No se le oculta a nadie que el gobierno valenciano está paralizado cuanto menos desde que el escándalo estalló hace aproximadamente un año y que, por idénticos motivos, viene padeciendo de una acusada debilidad para afrontar los grandes retos que tenemos ante nosotros, léase: la crisis financiera, la debilidad de nuestras cajas, la necesidad de afrontar una decidida reestructuración institucional y administrativa junto a un fuerte recorte en el gasto público, por no mencionar otras medidas de gran calado económico y social como la perentoria reforma del modelo económico.
Si en una situación social y económica normal es del todo punto exigible la dimisión de los afectados, mucho más lo es en un momento en que se necesita un gobierno fuerte, dedicado, con criterio y capaz de impulsar los cambios y reformas necesarios. No se puede hacer descansar sobre toda una sociedad las consecuencias de unos comportamientos de los que sólo unos pocos pueden dar cuenta. Y mucho menos envolverse en una bandera que merece todos los respetos.

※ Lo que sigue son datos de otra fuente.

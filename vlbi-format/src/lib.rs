//! Bit-exact codecs for the VLBI wire/tape frame formats handled by this
//! workspace: Mark4, VLBA, Mark5B (including the DBE/TVG variants) and VDIF
//! (legacy and standard, real and complex).
//!
//! This crate is pure data transformation: it has no I/O and no notion of a
//! "current file" or "scan" — those live in `vlbi-datacheck` and
//! `vlbi-storage`, which call into the decoders here per frame.

pub mod bcd;
pub mod bitextract;
pub mod bitrate;
pub mod crc;
pub mod descriptor;
pub mod error;
pub mod mark4;
pub mod nrzm;
pub mod syncsearch;
pub mod timestamp;
pub mod vdif;
pub mod vlba_mark5b;

pub use bitrate::TrackBitRate;
pub use descriptor::{ByteOrder, FormatDescriptor, FormatKind, Mark4Fields, Mark5BFields, VdifFields, VlbaFields};
pub use error::{FormatError, Result};
pub use timestamp::{Rational, Subsecond, Timestamp};

/// Decode the timestamp carried by a single frame, dispatching on the
/// descriptor's [`FormatKind`]. `reference` supplies whatever external
/// context the format needs to disambiguate a truncated date: for Mark4, a
/// reference year; for VLBA/Mark5B, the current Modified Julian Day; VDIF
/// needs no disambiguation and ignores it.
pub enum TimestampContext {
    Mark4 { reference_year: i32 },
    TapeMjd { current_mjd: i64, frames_per_second: Option<f64> },
    Vdif { frame_rate: Option<f64> },
}

/// Decode a frame's timestamp given its already-extracted fields and the
/// surrounding [`FormatDescriptor`]. This is the one-stop entry point
/// `vlbi-datacheck` calls per candidate format during probing.
pub fn decode_timestamp(
    descriptor: &FormatDescriptor,
    header: &[u8],
    context: &TimestampContext,
) -> Result<Timestamp> {
    match (descriptor.kind, context) {
        (FormatKind::Mark4(_) | FormatKind::Mark4StraightThrough(_), TimestampContext::Mark4 { reference_year }) => {
            let digits = extract_mark4_digits(header)?;
            let tc = mark4::Mark4TimeCode::from_digits(&digits);
            mark4::decode_timestamp(tc, *reference_year, descriptor.trackbitrate)
        }
        (FormatKind::Vlba(_) | FormatKind::VlbaStraightThrough(_) | FormatKind::Mark5B(_),
            TimestampContext::TapeMjd { current_mjd, frames_per_second }) => {
            let tc = extract_tape_timecode(header, descriptor.kind)?;
            vlba_mark5b::decode_timestamp(tc, *current_mjd, *frames_per_second)
        }
        (FormatKind::Vdif(_), TimestampContext::Vdif { frame_rate }) => {
            let header = vdif::decode_header(header)?;
            vdif::decode_timestamp(&header, *frame_rate)
        }
        _ => Err(FormatError::InvalidDescriptor(
            "timestamp context does not match the descriptor's format kind".into(),
        )),
    }
}

/// Unpack the 13 Mark4 BCD time-code digits from the first 7 header bytes
/// (§4.A). Real tape headers interleave these bits across `ntrack` tracks;
/// callers that need full bit-extraction should run [`bitextract`] first
/// and pass the de-interleaved bytes in here.
fn extract_mark4_digits(header: &[u8]) -> Result<[u8; 13]> {
    if header.len() < 7 {
        return Err(FormatError::HeaderTruncated { need: 7, have: header.len() });
    }
    let mut bytes = [0u8; 7];
    bytes.copy_from_slice(&header[0..7]);
    Ok(mark4::unpack_digit_bytes(&bytes))
}

/// Unpack a VLBA/Mark5B tape time code from its de-interleaved header bytes:
/// 3 TMJD digits, 9 time digits (12 digits, 6 bytes), and (Mark5B only) a
/// 2-byte frame counter right after.
const TAPE_TIMECODE_DIGIT_BYTES: usize = 6;

fn extract_tape_timecode(header: &[u8], kind: FormatKind) -> Result<vlba_mark5b::TapeTimeCode> {
    if header.len() < TAPE_TIMECODE_DIGIT_BYTES {
        return Err(FormatError::HeaderTruncated { need: TAPE_TIMECODE_DIGIT_BYTES, have: header.len() });
    }
    let digits = bcd::unpack_digits(
        |i| {
            let (hi, lo) = bcd::unpack_byte(header[i / 2]);
            if i % 2 == 0 { hi } else { lo }
        },
        12,
    );
    let mut tmjd_digits = [0u8; 3];
    tmjd_digits.copy_from_slice(&digits[0..3]);
    let mut time_digits = [0u8; 9];
    time_digits.copy_from_slice(&digits[3..12]);

    let frame_number = match kind {
        FormatKind::Mark5B(_) if header.len() >= TAPE_TIMECODE_DIGIT_BYTES + 2 => Some(
            u16::from_be_bytes([header[TAPE_TIMECODE_DIGIT_BYTES], header[TAPE_TIMECODE_DIGIT_BYTES + 1]]) & 0x7FFF,
        ),
        _ => None,
    };
    Ok(vlba_mark5b::TapeTimeCode::from_digits(&tmjd_digits, &time_digits, frame_number))
}

/// Nominal frame rate in frames/second for a tape-format descriptor, derived
/// from its track bitrate and payload size (§4.A "frame rate").
pub fn frame_rate(descriptor: &FormatDescriptor) -> Option<f64> {
    let bps = descriptor.trackbitrate.bits_per_second()? as f64;
    let bits_per_frame = (descriptor.payloadsize * 8) as f64 / descriptor.kind.ntrack() as f64;
    if bits_per_frame <= 0.0 {
        return None;
    }
    Some(bps / bits_per_frame)
}

/// Nominal frame period in seconds; the reciprocal of [`frame_rate`].
pub fn frame_period(descriptor: &FormatDescriptor) -> Option<f64> {
    frame_rate(descriptor).map(|r| 1.0 / r)
}

pub mod version {
    /// Print the crate's name and version, mirroring the CLI's own
    /// `--version` banner so library callers that embed this into a larger
    /// tool report a consistent line.
    pub fn print_cli_version_banner() {
        println!("{} {}", env!("CARGO_PKG_NAME"), env!("CARGO_PKG_VERSION"));
    }
}

#[cfg(test)]
mod tests {
    use super::*;
    use crate::bitrate::TrackBitRate;

    #[test]
    fn frame_rate_matches_bitrate_over_payload() {
        let d = FormatDescriptor::new(
            FormatKind::Mark5B(Mark5BFields { ntrack: 32, dbe_no_subsecond: false, tvg: false }),
            TrackBitRate::known(32_000_000).unwrap(),
            4,
            0,
            16,
            10000 - 16,
        )
        .unwrap();
        let rate = frame_rate(&d).unwrap();
        assert!(rate > 0.0);
        let period = frame_period(&d).unwrap();
        assert!((rate * period - 1.0).abs() < 1e-9);
    }

    #[test]
    fn unknown_bitrate_has_no_frame_rate() {
        let d = FormatDescriptor::new(
            FormatKind::Mark5B(Mark5BFields { ntrack: 32, dbe_no_subsecond: false, tvg: false }),
            TrackBitRate::UNKNOWN,
            4,
            0,
            16,
            9984,
        )
        .unwrap();
        assert!(frame_rate(&d).is_none());
    }

    #[test]
    fn vdif_dispatch_decodes_via_context() {
        let h = vdif::VdifHeader {
            is_valid: true,
            is_legacy: false,
            seconds_from_epoch: 100,
            ref_epoch: 0,
            frame_number: 0,
            version: 0,
            nchan: 1,
            frame_length_bytes: 32 + 8000,
            is_complex: false,
            bits_per_sample: 2,
            thread_id: 0,
            station_id: 0,
            edv: [0; 4],
        };
        let bytes = vdif::encode_header(&h);
        let descriptor = FormatDescriptor::new(
            FormatKind::Vdif(VdifFields { nchan: 1, legacy: false, complex: false, bits_per_sample: 2 }),
            TrackBitRate::UNKNOWN,
            0,
            0,
            32,
            8000,
        )
        .unwrap();
        let ts = decode_timestamp(&descriptor, &bytes, &TimestampContext::Vdif { frame_rate: None }).unwrap();
        assert_eq!(ts.seconds - chrono::NaiveDateTime::new(
            chrono::NaiveDate::from_ymd_opt(2000, 1, 1).unwrap(),
            chrono::NaiveTime::MIN,
        ).and_utc().timestamp(), 100);
    }

    #[test]
    fn mismatched_context_is_rejected() {
        let descriptor = FormatDescriptor::new(
            FormatKind::Vdif(VdifFields { nchan: 1, legacy: true, complex: false, bits_per_sample: 2 }),
            TrackBitRate::UNKNOWN,
            0,
            0,
            16,
            8000,
        )
        .unwrap();
        let header = vec![0u8; 16];
        let result = decode_timestamp(&descriptor, &header, &TimestampContext::Mark4 { reference_year: 2027 });
        assert!(result.is_err());
    }
}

Pero bien mirado todo, no hay mal que por bien no venga. Esta puede ser una buena oportunidad para que una sociedad reflexione sobre sí misma. Y es que, acaso, más allá del específico problema que coyunturalmente afecta a un grupo de personas con responsabilidades de gobierno, existe otro problema de fondo que nos afecta a todos: el hecho cierto de que en la práctica los valores de nuestra sociedad -especialmente, el de la prudencia y la mesura- se han corrompido por la afluencia del dinero fácil, el lujo y la vanagloria.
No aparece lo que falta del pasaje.